─── Exercise material ───
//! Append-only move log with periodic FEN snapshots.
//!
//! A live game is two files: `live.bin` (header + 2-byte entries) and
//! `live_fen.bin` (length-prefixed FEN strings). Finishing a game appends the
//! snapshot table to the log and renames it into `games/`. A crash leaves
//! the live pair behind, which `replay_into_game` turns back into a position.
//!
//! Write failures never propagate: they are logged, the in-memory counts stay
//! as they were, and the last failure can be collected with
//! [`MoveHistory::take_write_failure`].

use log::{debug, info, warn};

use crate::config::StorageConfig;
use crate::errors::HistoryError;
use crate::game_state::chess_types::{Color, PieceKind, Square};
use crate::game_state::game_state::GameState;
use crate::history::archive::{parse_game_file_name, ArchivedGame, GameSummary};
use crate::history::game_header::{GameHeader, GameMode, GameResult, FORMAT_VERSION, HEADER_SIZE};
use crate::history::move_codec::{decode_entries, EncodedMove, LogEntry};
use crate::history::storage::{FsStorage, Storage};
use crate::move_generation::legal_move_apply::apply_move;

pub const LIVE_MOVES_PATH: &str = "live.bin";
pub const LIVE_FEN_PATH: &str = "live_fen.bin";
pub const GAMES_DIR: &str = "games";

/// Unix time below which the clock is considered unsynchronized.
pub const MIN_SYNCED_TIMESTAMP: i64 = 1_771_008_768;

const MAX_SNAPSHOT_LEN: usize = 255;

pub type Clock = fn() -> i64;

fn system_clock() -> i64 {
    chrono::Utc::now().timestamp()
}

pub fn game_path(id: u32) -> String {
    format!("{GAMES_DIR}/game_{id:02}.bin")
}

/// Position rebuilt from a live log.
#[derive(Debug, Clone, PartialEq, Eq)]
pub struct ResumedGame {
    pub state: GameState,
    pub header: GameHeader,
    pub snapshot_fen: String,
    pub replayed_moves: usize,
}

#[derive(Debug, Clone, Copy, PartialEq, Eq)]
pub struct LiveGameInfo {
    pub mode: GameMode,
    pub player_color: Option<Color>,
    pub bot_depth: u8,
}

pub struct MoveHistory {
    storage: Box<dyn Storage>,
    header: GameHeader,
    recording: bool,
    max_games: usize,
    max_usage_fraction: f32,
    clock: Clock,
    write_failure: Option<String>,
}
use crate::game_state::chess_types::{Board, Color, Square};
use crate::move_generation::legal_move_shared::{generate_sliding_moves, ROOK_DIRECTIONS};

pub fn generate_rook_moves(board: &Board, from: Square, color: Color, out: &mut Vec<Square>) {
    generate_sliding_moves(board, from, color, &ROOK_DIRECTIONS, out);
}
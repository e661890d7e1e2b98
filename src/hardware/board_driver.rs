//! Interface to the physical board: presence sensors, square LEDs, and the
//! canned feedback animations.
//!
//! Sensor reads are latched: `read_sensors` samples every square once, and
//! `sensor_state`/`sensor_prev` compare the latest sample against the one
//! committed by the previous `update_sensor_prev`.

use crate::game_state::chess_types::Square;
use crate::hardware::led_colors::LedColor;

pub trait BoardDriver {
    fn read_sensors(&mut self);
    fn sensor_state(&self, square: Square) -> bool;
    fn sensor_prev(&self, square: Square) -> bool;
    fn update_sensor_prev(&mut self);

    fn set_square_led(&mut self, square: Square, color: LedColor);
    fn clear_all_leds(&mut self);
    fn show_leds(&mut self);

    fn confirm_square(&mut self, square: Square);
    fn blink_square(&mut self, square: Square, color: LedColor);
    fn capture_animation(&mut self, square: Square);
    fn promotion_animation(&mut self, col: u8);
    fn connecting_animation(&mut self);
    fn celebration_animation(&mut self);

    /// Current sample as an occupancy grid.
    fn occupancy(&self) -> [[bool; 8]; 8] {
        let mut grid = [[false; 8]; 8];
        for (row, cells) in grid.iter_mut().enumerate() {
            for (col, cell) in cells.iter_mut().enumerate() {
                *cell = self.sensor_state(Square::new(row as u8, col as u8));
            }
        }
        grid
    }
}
───
─── Exercise material ───
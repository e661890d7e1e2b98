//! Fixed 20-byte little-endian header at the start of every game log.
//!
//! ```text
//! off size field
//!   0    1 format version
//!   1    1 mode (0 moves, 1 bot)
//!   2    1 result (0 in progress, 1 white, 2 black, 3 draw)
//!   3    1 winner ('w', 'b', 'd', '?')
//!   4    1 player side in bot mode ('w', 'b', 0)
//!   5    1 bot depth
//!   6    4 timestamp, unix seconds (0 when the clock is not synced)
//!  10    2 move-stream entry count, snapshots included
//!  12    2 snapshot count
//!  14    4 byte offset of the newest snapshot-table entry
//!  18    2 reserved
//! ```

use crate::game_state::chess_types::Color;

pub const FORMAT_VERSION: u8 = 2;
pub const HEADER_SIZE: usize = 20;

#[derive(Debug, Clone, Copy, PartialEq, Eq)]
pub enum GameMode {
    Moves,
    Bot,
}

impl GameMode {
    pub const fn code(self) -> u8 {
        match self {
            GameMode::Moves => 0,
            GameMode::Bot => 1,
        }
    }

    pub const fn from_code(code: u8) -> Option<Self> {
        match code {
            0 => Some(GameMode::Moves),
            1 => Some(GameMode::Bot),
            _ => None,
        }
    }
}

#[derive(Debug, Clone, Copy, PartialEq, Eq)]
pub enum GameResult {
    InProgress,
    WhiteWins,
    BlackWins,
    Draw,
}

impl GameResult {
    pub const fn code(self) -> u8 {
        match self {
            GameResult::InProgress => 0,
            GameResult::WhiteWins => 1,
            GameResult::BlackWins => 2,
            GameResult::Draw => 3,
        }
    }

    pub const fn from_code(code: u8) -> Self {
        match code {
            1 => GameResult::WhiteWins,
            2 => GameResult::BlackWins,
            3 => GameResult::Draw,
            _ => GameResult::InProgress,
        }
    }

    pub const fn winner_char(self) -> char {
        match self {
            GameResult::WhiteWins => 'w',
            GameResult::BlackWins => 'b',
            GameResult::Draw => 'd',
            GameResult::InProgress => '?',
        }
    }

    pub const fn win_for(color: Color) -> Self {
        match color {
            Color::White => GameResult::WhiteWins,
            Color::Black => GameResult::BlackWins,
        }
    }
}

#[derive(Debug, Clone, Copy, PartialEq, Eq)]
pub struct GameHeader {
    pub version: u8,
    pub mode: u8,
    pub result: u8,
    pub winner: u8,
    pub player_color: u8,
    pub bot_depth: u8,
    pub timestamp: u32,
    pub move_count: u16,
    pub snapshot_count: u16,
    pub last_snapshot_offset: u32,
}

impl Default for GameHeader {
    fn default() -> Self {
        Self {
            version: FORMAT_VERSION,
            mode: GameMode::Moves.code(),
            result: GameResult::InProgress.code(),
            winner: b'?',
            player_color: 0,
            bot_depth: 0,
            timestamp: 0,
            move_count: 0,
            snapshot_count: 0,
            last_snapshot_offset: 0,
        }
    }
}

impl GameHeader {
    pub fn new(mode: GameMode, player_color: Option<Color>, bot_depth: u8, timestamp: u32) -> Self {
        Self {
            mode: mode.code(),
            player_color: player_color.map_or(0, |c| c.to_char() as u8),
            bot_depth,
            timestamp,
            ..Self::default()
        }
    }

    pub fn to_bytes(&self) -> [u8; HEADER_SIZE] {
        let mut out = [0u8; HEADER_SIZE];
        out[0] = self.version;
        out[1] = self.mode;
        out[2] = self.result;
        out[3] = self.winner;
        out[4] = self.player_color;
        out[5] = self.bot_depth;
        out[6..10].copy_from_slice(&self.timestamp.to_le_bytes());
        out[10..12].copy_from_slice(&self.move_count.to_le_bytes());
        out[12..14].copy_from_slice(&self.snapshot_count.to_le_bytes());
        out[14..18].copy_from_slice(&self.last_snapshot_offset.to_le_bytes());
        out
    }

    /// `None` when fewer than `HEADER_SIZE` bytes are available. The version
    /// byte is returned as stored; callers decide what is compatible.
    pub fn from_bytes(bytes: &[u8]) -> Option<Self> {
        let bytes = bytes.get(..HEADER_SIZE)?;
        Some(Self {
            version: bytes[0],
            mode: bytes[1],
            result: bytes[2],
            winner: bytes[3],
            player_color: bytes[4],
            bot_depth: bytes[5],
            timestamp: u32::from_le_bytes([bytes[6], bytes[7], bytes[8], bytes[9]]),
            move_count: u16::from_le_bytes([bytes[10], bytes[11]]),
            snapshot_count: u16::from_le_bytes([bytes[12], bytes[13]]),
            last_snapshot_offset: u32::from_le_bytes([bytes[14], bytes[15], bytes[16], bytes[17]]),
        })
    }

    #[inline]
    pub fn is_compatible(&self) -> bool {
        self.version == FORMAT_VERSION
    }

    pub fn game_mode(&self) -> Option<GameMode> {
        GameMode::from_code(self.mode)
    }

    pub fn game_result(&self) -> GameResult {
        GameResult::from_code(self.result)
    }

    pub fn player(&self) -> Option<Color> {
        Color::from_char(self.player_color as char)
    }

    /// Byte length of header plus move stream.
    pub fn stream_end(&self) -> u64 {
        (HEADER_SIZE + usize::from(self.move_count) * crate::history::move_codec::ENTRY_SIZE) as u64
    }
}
───
─── Exercise material ───
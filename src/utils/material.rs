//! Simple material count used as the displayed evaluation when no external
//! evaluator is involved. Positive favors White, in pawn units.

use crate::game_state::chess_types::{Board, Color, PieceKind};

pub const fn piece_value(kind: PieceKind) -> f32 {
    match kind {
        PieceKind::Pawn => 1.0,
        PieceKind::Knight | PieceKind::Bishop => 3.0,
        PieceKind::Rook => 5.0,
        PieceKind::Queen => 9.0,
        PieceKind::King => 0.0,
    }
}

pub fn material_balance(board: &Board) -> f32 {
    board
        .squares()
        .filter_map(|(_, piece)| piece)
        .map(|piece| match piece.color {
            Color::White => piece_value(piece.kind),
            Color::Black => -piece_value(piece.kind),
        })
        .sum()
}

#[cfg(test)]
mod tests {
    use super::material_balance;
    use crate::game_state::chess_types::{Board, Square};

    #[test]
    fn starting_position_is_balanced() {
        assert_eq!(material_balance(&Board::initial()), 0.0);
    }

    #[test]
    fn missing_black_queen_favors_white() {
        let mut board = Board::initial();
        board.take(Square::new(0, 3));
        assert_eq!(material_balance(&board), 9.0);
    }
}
───
### Exercise
What you give back must be the stretch above, starting at the line with "periodic FEN snapshots." and ending at the line with "pub fn game_path(id: u32)", copied exactly.

### Solution to the exercise
//! Append-only move log with periodic FEN snapshots.
//!
//! A live game is two files: `live.bin` (header + 2-byte entries) and
//! `live_fen.bin` (length-prefixed FEN strings). Finishing a game appends the
//! snapshot table to the log and renames it into `games/`. A crash leaves
//! the live pair behind, which `replay_into_game` turns back into a position.
//!
//! Write failures never propagate: they are logged, the in-memory counts stay
//! as they were, and the last failure can be collected with
//! [`MoveHistory::take_write_failure`].

use log::{debug, info, warn};

use crate::config::StorageConfig;
use crate::errors::HistoryError;
use crate::game_state::chess_types::{Color, PieceKind, Square};
use crate::game_state::game_state::GameState;
use crate::history::archive::{parse_game_file_name, ArchivedGame, GameSummary};
use crate::history::game_header::{GameHeader, GameMode, GameResult, FORMAT_VERSION, HEADER_SIZE};
use crate::history::move_codec::{decode_entries, EncodedMove, LogEntry};
use crate::history::storage::{FsStorage, Storage};
use crate::move_generation::legal_move_apply::apply_move;

pub const LIVE_MOVES_PATH: &str = "live.bin";
pub const LIVE_FEN_PATH: &str = "live_fen.bin";
pub const GAMES_DIR: &str = "games";

/// Unix time below which the clock is considered unsynchronized.
pub const MIN_SYNCED_TIMESTAMP: i64 = 1_771_008_768;

const MAX_SNAPSHOT_LEN: usize = 255;

pub type Clock = fn() -> i64;

fn system_clock() -> i64 {
    chrono::Utc::now().timestamp()
}

pub fn game_path(id: u32) -> String {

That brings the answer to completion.